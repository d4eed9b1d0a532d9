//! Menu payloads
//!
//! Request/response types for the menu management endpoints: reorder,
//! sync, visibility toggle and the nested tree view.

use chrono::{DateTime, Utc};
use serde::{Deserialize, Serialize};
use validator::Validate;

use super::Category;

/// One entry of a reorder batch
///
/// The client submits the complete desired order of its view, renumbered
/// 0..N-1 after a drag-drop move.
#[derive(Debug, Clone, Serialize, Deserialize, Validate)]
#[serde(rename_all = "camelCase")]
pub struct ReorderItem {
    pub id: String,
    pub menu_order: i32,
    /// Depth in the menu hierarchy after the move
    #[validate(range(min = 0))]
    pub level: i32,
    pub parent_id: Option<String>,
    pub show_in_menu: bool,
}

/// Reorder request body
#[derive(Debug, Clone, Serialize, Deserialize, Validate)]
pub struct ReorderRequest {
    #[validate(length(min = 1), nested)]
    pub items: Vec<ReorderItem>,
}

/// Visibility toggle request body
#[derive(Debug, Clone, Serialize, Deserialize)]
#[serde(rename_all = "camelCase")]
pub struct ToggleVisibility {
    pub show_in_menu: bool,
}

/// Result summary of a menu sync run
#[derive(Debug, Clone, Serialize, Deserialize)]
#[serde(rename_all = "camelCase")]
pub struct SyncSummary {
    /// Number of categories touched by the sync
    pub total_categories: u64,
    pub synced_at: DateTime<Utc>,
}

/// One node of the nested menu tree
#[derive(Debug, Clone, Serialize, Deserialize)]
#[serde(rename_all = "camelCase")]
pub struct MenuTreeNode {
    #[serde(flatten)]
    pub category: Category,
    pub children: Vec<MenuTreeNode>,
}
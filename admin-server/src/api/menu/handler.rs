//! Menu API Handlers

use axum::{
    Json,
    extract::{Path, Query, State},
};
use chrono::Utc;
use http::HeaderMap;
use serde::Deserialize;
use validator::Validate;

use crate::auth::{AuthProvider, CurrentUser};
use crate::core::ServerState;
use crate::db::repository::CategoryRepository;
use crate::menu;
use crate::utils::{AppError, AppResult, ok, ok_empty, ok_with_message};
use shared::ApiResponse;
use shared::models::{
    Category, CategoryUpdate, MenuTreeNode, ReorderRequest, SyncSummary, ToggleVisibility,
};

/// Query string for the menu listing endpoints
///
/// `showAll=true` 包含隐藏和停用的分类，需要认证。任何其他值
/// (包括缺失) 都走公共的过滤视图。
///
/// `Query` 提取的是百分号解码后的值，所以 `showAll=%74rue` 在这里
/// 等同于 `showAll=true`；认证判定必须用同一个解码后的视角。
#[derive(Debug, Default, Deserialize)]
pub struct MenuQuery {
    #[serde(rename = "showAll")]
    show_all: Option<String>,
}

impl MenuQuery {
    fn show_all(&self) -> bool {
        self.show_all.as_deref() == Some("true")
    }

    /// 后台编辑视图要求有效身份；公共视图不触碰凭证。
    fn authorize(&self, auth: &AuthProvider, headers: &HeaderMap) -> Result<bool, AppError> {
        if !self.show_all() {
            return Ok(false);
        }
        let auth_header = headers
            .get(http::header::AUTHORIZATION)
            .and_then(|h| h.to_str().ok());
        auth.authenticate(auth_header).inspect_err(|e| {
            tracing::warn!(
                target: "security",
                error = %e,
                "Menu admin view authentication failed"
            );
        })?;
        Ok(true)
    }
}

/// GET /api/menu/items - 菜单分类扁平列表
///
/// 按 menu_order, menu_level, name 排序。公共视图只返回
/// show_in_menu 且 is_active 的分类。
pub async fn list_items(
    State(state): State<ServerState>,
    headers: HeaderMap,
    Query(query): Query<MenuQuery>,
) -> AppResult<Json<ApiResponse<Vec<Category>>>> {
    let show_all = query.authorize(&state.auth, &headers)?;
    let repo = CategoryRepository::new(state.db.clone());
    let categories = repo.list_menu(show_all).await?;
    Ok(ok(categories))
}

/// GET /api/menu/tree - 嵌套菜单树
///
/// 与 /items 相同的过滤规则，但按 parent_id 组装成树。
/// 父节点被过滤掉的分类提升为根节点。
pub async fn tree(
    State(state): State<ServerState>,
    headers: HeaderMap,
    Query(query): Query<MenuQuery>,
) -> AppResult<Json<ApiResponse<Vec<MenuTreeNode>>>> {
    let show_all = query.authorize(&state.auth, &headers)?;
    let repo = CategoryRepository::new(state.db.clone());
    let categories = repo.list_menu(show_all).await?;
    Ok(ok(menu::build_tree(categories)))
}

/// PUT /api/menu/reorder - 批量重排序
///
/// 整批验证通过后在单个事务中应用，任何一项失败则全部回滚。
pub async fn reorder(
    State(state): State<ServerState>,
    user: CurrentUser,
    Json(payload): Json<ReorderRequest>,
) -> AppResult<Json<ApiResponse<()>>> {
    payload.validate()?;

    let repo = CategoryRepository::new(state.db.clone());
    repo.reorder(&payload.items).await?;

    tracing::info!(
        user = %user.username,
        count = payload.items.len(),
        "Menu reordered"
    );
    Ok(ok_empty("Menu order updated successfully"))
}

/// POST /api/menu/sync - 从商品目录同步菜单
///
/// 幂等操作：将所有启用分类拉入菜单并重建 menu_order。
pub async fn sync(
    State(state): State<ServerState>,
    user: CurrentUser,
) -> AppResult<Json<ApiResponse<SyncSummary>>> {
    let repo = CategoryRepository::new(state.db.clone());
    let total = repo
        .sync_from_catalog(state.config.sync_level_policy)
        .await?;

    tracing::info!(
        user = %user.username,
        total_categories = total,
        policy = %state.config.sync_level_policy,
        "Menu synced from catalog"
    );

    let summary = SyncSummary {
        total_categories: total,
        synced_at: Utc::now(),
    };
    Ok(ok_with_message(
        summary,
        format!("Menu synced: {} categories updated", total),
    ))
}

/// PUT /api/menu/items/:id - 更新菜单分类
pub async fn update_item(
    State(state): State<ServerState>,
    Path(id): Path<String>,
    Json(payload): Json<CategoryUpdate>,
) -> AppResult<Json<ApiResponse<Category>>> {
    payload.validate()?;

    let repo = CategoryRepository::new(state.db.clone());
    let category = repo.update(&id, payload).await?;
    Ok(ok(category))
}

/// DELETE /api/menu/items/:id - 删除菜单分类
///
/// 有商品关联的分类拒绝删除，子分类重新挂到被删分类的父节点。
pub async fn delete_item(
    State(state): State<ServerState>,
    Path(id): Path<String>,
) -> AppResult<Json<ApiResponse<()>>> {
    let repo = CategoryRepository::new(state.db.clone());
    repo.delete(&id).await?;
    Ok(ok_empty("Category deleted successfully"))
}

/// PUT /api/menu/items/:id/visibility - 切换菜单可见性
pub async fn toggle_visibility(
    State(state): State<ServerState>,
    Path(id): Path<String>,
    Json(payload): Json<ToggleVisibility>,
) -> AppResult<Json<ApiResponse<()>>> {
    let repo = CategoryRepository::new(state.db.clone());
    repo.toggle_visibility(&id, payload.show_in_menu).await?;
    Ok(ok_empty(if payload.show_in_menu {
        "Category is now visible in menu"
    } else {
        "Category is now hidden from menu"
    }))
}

===============

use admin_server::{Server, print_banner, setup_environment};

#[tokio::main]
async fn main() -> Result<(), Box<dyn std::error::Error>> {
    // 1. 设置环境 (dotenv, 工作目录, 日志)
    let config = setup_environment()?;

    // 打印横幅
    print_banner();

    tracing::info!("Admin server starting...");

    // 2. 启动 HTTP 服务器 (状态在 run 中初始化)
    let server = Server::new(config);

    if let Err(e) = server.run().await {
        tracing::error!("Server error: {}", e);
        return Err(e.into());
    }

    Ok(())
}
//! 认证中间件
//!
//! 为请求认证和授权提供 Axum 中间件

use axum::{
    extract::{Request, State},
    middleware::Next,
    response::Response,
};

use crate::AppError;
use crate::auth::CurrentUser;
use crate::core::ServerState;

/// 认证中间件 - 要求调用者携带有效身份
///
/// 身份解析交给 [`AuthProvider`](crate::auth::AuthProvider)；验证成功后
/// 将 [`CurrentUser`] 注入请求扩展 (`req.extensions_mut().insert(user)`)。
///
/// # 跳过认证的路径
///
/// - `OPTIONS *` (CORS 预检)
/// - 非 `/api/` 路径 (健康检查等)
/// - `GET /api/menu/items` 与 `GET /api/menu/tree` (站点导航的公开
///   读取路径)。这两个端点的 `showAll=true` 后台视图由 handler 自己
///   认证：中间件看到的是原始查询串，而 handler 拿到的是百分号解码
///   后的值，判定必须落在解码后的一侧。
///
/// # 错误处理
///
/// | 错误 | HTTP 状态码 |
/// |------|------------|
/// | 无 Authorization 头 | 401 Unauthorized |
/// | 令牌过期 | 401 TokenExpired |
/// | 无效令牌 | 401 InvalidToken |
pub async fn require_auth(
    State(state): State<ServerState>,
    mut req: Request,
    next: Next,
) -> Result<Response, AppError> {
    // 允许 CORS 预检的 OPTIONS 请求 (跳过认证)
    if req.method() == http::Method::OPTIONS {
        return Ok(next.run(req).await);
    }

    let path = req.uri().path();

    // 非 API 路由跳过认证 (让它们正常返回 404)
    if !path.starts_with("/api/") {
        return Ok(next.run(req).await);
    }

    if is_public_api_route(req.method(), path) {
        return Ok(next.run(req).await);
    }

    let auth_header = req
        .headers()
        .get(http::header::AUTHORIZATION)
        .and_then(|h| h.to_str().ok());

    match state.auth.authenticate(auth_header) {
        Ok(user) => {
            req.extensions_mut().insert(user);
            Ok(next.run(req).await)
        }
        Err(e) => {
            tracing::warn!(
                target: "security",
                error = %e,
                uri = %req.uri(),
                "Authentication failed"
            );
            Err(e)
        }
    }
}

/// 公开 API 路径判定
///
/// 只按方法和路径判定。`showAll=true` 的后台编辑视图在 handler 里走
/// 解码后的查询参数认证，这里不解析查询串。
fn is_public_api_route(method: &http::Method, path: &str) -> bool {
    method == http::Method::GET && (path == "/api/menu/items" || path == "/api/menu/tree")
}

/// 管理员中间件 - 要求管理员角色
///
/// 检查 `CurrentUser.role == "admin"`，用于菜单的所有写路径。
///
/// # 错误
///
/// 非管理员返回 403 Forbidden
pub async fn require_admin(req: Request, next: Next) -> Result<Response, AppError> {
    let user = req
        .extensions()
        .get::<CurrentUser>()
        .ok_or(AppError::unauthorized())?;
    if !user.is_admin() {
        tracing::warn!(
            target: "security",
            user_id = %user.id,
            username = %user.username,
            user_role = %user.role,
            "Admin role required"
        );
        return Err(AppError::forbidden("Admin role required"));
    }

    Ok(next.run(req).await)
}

===============

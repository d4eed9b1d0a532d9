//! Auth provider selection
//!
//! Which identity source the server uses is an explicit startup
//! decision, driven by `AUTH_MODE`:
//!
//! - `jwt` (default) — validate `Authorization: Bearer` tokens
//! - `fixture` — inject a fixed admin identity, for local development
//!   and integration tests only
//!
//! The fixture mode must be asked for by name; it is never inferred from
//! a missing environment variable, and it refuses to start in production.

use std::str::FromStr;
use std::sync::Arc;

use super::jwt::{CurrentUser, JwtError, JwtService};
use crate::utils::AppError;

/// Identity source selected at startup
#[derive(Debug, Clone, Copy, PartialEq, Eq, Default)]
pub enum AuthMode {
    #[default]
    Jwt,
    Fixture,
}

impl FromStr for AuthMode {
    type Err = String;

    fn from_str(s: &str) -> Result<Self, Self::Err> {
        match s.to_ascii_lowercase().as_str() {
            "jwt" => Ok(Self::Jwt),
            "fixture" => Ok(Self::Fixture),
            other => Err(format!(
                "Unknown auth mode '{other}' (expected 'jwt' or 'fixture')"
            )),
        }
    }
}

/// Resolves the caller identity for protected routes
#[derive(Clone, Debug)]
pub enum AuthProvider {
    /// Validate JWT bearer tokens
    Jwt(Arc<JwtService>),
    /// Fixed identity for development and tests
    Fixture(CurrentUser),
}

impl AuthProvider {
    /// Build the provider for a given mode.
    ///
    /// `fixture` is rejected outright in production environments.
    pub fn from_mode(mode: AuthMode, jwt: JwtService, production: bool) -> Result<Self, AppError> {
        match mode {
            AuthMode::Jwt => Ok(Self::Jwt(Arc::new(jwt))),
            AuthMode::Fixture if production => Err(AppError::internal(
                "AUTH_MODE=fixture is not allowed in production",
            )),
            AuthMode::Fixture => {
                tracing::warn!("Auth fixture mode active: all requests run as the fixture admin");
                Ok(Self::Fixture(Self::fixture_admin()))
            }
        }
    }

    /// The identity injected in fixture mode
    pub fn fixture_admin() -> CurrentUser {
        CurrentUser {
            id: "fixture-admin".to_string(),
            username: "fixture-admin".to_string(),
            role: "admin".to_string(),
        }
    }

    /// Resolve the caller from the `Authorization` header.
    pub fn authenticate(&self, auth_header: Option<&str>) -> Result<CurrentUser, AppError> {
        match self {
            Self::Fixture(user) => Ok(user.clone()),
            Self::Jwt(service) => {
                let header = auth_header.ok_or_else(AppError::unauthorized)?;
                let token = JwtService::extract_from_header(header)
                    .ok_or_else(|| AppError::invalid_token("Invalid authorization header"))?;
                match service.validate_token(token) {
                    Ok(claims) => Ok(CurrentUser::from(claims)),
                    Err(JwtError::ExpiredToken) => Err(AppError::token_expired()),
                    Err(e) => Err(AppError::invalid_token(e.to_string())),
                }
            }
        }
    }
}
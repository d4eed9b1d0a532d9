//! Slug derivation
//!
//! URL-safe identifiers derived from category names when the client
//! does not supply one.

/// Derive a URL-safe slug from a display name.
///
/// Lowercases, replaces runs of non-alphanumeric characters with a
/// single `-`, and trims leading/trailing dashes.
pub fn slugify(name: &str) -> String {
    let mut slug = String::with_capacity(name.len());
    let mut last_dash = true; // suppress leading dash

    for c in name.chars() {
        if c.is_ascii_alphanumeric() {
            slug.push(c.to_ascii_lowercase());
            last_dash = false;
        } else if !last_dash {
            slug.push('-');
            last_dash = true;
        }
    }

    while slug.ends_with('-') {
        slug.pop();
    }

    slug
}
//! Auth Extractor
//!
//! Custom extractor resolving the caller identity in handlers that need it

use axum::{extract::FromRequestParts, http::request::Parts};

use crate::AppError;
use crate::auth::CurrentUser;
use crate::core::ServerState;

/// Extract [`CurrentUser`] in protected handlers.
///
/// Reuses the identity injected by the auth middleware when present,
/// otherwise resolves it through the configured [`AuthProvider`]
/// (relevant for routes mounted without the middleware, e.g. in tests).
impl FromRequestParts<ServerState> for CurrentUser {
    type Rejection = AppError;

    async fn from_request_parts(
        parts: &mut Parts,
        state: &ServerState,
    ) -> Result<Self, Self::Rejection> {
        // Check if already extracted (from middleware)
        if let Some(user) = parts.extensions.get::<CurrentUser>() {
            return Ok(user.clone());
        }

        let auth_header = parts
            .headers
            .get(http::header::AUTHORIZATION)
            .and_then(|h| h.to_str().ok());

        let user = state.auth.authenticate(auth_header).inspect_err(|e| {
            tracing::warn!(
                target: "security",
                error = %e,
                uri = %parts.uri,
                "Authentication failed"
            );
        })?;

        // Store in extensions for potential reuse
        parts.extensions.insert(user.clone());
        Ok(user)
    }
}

===============

From the data above, show each line that contains "HeaderMap".

#### FINAL ANSWER:
use http::HeaderMap;
    fn authorize(&self, auth: &AuthProvider, headers: &HeaderMap) -> Result<bool, AppError> {
    headers: HeaderMap,
    headers: HeaderMap,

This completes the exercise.